Multiple Precision Integers and Rationals (MPIR) is an open-source software multiprecision integer  library forked from the GNU Multiple Precision Arithmetic Library (GMP) project. It consists of much code from past GMP releases, and some original contributed code.

According to the MPIR-devel mailing list, "MPIR is no longer maintained", except for building the old code on Windows using new versions of Microsoft Visual Studio.
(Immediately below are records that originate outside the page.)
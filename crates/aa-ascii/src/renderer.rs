use aa_core::error::CoreError;
use aa_core::frame::{Frame, PixelBuffer, luminance_bt601};
use aa_core::palette::LuminanceLut;
use std::fmt::Write;

/// Attribute reset closing every colored line.
pub const RESET: &str = "\x1b[0m";

/// Which representations a render call must produce.
#[derive(Clone, Copy, Debug, PartialEq, Eq)]
pub struct RenderOptions {
    /// Produce the terminal frame.
    pub terminal: bool,
    /// Produce the plain frame for the output file.
    pub file: bool,
    /// Prefix terminal glyphs with truecolor escapes. Off = grayscale pipeline.
    pub color: bool,
}

/// Frames produced by one render call, one per active sink.
#[derive(Clone, Debug, Default, PartialEq, Eq)]
pub struct RenderedFrame {
    /// Terminal lines (colored when `RenderOptions::color`).
    pub terminal: Option<Frame>,
    /// Glyph-only lines.
    pub file: Option<Frame>,
}

/// Convert a pixel buffer into glyph lines, one glyph per pixel.
///
/// Each pixel's luminance (BT.601) is quantized once through `lut`; the
/// terminal and file frames share that glyph. Colored terminal lines carry
/// `ESC[38;2;R;G;Bm` before every glyph and `ESC[0m` at the end of the line.
///
/// # Errors
/// `UnsupportedChannels` for 2-channel buffers in color mode, or for a
/// channel count outside 1..=4.
///
/// # Example
/// ```
/// use aa_core::frame::PixelBuffer;
/// use aa_core::palette::{LuminanceLut, Palette};
/// use aa_ascii::renderer::{render_frame, RenderOptions};
///
/// let buf = PixelBuffer::from_raw(2, 1, 1, vec![0, 255]).unwrap();
/// let lut = LuminanceLut::new(&Palette::from_chars(" @").unwrap());
/// let opts = RenderOptions { terminal: false, file: true, color: false };
/// let out = render_frame(&buf, &lut, opts).unwrap();
/// assert_eq!(out.file.unwrap().lines, vec![" @".to_string()]);
/// ```
pub fn render_frame(
    buffer: &PixelBuffer,
    lut: &LuminanceLut,
    opts: RenderOptions,
) -> Result<RenderedFrame, CoreError> {
    match buffer.channels {
        1 | 3 | 4 => {}
        2 if !opts.color => {}
        channels => return Err(CoreError::UnsupportedChannels { channels }),
    }

    let colored = opts.terminal && opts.color;
    let want_plain = opts.file || (opts.terminal && !opts.color);
    let rows = buffer.height as usize;
    let cols = buffer.width as usize;

    let mut colored_lines = Vec::with_capacity(if colored { rows } else { 0 });
    let mut plain_lines = Vec::with_capacity(if want_plain { rows } else { 0 });

    for y in 0..buffer.height {
        let mut colored_line = String::new();
        let mut plain_line = String::with_capacity(if want_plain { cols } else { 0 });
        if colored {
            // "\x1b[38;2;255;255;255m" is 19 bytes
            colored_line.reserve(cols * 20 + 4);
        }

        for x in 0..buffer.width {
            let (r, g, b) = buffer.rgb(x, y);
            let glyph = lut.map(luminance_bt601(r, g, b));
            if colored {
                push_colored(&mut colored_line, glyph, (r, g, b));
            }
            if want_plain {
                plain_line.push(glyph);
            }
        }

        if colored {
            push_reset(&mut colored_line);
            colored_lines.push(colored_line);
        }
        if want_plain {
            plain_lines.push(plain_line);
        }
    }

    let plain = want_plain.then(|| Frame::from_lines(plain_lines));
    let terminal = if colored {
        Some(Frame::from_lines(colored_lines))
    } else if opts.terminal {
        plain.clone()
    } else {
        None
    };
    let file = if opts.file { plain } else { None };

    Ok(RenderedFrame { terminal, file })
}

// Exact escape bytes, independent of NO_COLOR.
#[inline]
fn push_colored(line: &mut String, glyph: char, (r, g, b): (u8, u8, u8)) {
    // fmt::Write into a String never fails.
    let _ = write!(line, "\x1b[38;2;{r};{g};{b}m{glyph}");
}

#[inline]
fn push_reset(line: &mut String) {
    line.push_str(RESET);
}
According to the MPIR developers, some of the main goals of the MPIR project were:
 Maintaining compatibility with GMP - so that MPIR can be used as a replacement for GMP.
 Providing build support for Linux, Mac OS, Solaris and Windows systems.
 Supporting building MPIR using Microsoft based build tools for use in 32- and 64-bit versions of Windows.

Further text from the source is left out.